PURPOSE: Drug-induced immune thrombocytopaenia is a rare, serious condition that can be triggered by numerous medications. To characterize the spectrum of drugs associated with immune thrombocytopaenia (ITP) in the Berlin Case-Control Surveillance Study (FAKOS). METHODS: Adult hospitalized patients with new onset idiopathic, secondary or drug-induced acute ITP and hospital control patients were ascertained by active surveillance in 50 Berlin hospitals (>180 clinical departments) between 2000 and 2009. Drug exposures were obtained in a personal interview. Chronic cases were excluded in a follow-up after 6 or more months. A standardized causality assessment was conducted for each ITP patient to assess possible drug aetiology. Drug risks were quantified in a case-control design with unconditional logistic regression analysis. RESULTS: Ninety out of 169 validated cases of acute ITP were assessed as being at least possibly drug-related (n= 85 different drugs overall, n = 30 drugs with certain or probable causality). Drugs involved in ≥ 2 cases with a probable or certain relationship were tirofiban (n = 10 cases), abciximab (n = 4), trimethoprim/sulphamethoxazole (n = 4), influenza vaccine (n = 3), and citalopram (n = 2). Pneumococcal and poliomyelitis vaccine were assessed as probably causing ITP in one case each. In the case-control analyses, significantly increased risks were observed for tirofiban, abciximab, trimethoprim/sulphamethoxazole, gentamicin, triamterene/hydrochlorothiazide, drospirenone/ethinylestradiol, and influenza vaccination. CONCLUSIONS: Our study confirms known ITP risks for glycoprotein IIb/IIIa receptor antagonists and sulphonamides and generates signals for several other drugs and vaccines. New onset of ITP should not only direct attention to drugs as possible aetiological agents, but also to vaccines that are known to cause autoimmune phenomena.

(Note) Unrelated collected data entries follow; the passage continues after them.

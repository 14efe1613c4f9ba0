//! Options contract reference data.

use chrono::NaiveDate;
use massive_core::{ItemResponse, ListResponse, Order, QueryParams, RangeFilter, Request, Ticker};
use serde::{Deserialize, Serialize};
use std::fmt;

/// Call or put.
#[derive(Clone, Copy, Debug, PartialEq, Eq, Hash, Serialize, Deserialize)]
#[serde(rename_all = "lowercase")]
pub enum ContractType {
    /// Right to buy.
    Call,
    /// Right to sell.
    Put,
}

impl ContractType {
    /// Returns the API parameter value.
    #[must_use]
    pub const fn as_str(&self) -> &'static str {
        match self {
            Self::Call => "call",
            Self::Put => "put",
        }
    }

    /// Returns the OCC symbol letter (`C` or `P`).
    #[must_use]
    pub const fn occ_code(&self) -> char {
        match self {
            Self::Call => 'C',
            Self::Put => 'P',
        }
    }
}

impl fmt::Display for ContractType {
    fn fmt(&self, f: &mut fmt::Formatter<'_>) -> fmt::Result {
        f.write_str(self.as_str())
    }
}

/// Builds the `O:` ticker of a contract from its OCC components.
///
/// The strike is encoded in thousandths, zero-padded to eight digits:
/// `option_ticker("SPY", 2025-12-19, Call, 650.0)` is `O:SPY251219C00650000`.
///
/// Returns `None` when the strike is not finite, is negative, or does not fit
/// in eight digits (above [`MAX_OCC_STRIKE`]).
#[must_use]
pub fn option_ticker(
    underlying: &str,
    expiration: NaiveDate,
    contract_type: ContractType,
    strike: f64,
) -> Option<Ticker> {
    if !strike.is_finite() || strike < 0.0 || strike > MAX_OCC_STRIKE {
        return None;
    }
    let strike = (strike * 1000.0).round() as u64;
    Some(Ticker::new(format!(
        "O:{}{}{}{strike:08}",
        underlying.to_uppercase(),
        expiration.format("%y%m%d"),
        contract_type.occ_code(),
    )))
}

/// Largest strike an OCC ticker can encode.
pub const MAX_OCC_STRIKE: f64 = 99_999.999;

/// Parameters for `/v3/reference/options/contracts`.
#[derive(Clone, Debug, Default, PartialEq)]
pub struct OptionsContractsRequest {
    /// Underlying stock ticker.
    pub underlying_ticker: Option<Ticker>,
    /// Call or put.
    pub contract_type: Option<ContractType>,
    /// Filter on expiration date.
    pub expiration_date: RangeFilter,
    /// Filter on strike price.
    pub strike_price: RangeFilter,
    /// Point-in-time date.
    pub as_of: Option<NaiveDate>,
    /// Query expired contracts instead of active ones.
    pub expired: Option<bool>,
    /// Result ordering.
    pub order: Option<Order>,
    /// Page size (max 1000).
    pub limit: Option<u32>,
    /// Field to sort on.
    pub sort: Option<String>,
}

impl OptionsContractsRequest {
    /// Creates a request for contracts on `underlying`.
    #[must_use]
    pub fn new(underlying: impl Into<Ticker>) -> Self {
        Self {
            underlying_ticker: Some(underlying.into()),
            ..Default::default()
        }
    }

    /// Filters on call or put.
    #[must_use]
    pub fn contract_type(mut self, contract_type: ContractType) -> Self {
        self.contract_type = Some(contract_type);
        self
    }

    /// Filters on expiration date.
    #[must_use]
    pub fn expiration_date(mut self, filter: RangeFilter) -> Self {
        self.expiration_date = filter;
        self
    }

    /// Filters on strike price.
    #[must_use]
    pub fn strike_price(mut self, filter: RangeFilter) -> Self {
        self.strike_price = filter;
        self
    }

    /// Lists contracts as of `date`.
    #[must_use]
    pub fn as_of(mut self, date: NaiveDate) -> Self {
        self.as_of = Some(date);
        self
    }

    /// Lists expired contracts.
    #[must_use]
    pub fn expired(mut self, expired: bool) -> Self {
        self.expired = Some(expired);
        self
    }

    /// Sets the page size.
    #[must_use]
    pub fn limit(mut self, limit: u32) -> Self {
        self.limit = Some(limit);
        self
    }
}

impl Request for OptionsContractsRequest {
    type Response = ListResponse<OptionsContract>;

    fn path(&self) -> String {
        "/v3/reference/options/contracts".to_string()
    }

    fn query(&self) -> QueryParams {
        let mut query = QueryParams::new()
            .with_opt("underlying_ticker", self.underlying_ticker.as_ref())
            .with_opt("contract_type", self.contract_type)
            .with_opt("as_of", self.as_of)
            .with_opt("expired", self.expired)
            .with_opt("order", self.order)
            .with_opt("limit", self.limit)
            .with_opt("sort", self.sort.as_deref());
        self.expiration_date.apply("expiration_date", &mut query);
        self.strike_price.apply("strike_price", &mut query);
        query
    }
}

/// Parameters for `/v3/reference/options/contracts/{options_ticker}`.
#[derive(Clone, Debug, PartialEq, Eq)]
pub struct OptionsContractRequest {
    /// Contract ticker, `O:` prefixed.
    pub options_ticker: Ticker,
    /// Point-in-time date.
    pub as_of: Option<NaiveDate>,
}

impl OptionsContractRequest {
    /// Creates a request for one contract.
    #[must_use]
    pub fn new(options_ticker: impl Into<Ticker>) -> Self {
        Self {
            options_ticker: options_ticker.into(),
            as_of: None,
        }
    }

    /// Requests the contract as of `date`.
    #[must_use]
    pub fn as_of(mut self, date: NaiveDate) -> Self {
        self.as_of = Some(date);
        self
    }
}

impl Request for OptionsContractRequest {
    type Response = ItemResponse<OptionsContract>;

    fn path(&self) -> String {
        format!("/v3/reference/options/contracts/{}", self.options_ticker)
    }

    fn query(&self) -> QueryParams {
        QueryParams::new().with_opt("as_of", self.as_of)
    }
}

/// A deliverable other than the primary underlying.
#[derive(Clone, Debug, Default, PartialEq, Serialize, Deserialize)]
pub struct AdditionalUnderlying {
    /// Number of shares or amount of cash.
    pub amount: f64,
    /// `equity` or `currency`.
    #[serde(rename = "type")]
    pub kind: String,
    /// Ticker or currency code.
    pub underlying: String,
}

/// An options contract.
#[derive(Clone, Debug, PartialEq, Serialize, Deserialize)]
pub struct OptionsContract {
    /// Contract ticker, `O:` prefixed.
    pub ticker: String,
    /// Underlying ticker.
    pub underlying_ticker: String,
    /// Call or put.
    pub contract_type: ContractType,
    /// `american`, `european`, or `bermudan`.
    pub exercise_style: Option<String>,
    /// Expiration date, `YYYY-MM-DD`.
    pub expiration_date: String,
    /// Strike price.
    pub strike_price: f64,
    /// Shares delivered per contract.
    pub shares_per_contract: Option<f64>,
    /// Primary exchange MIC.
    pub primary_exchange: Option<String>,
    /// ISO 10962 classification.
    pub cfi: Option<String>,
    /// Correction number.
    pub correction: Option<i32>,
    /// Extra deliverables after corporate actions.
    #[serde(default)]
    pub additional_underlyings: Vec<AdditionalUnderlying>,
}

impl OptionsContract {
    /// Parses [`expiration_date`](Self::expiration_date).
    #[must_use]
    pub fn expiration(&self) -> Option<NaiveDate> {
        NaiveDate::parse_from_str(&self.expiration_date, "%Y-%m-%d").ok()
    }
}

Drug induced immune haemolytic anaemia in the Berlin Case-Control Surveillance Study.

Drug-induced immune haemolytic anaemia is a rare but serious condition. This study investigated the possibility of drug aetiology of immune haemolytic anaemia (IHA) in 134 patients with new onset of IHA who were identified in the Berlin Case-Control Surveillance Study between 2000 and 2009. Single drugs related to IHA in three or more patients and assessed more than once as a certain or probable cause of IHA in a standardized causality assessment included diclofenac, fludarabine, oxaliplatin, ceftriaxone and piperacillin. In a case-control study including all 124 IHA cases developed in outpatient care and 731 controls, significantly increased odds ratios (OR) were observed for beta-lactam antibiotics (OR=8·8; 95% confidence interval [CI] 3·2-25·2), cotrimoxazole (OR=6·5; CI 1·1-37·9), ciprofloxacin (OR=6·9, CI 1·3-38·5), fludarabine (OR=22·2; CI: 2·8-454·5) and lorazepam (OR=5·3; CI: 1·2-21·2). Excluding new onset cases with a chronic IHA disease course, an increased risk became also apparent for diclofenac with an OR of 3·1 (CI 1·3-7·0). This is the first case-control study investigating drugs as risk factors for IHA. It corroborates an increased risk for several drugs that have been implicated as a cause of IHA in the standardized causality assessment of individual cases.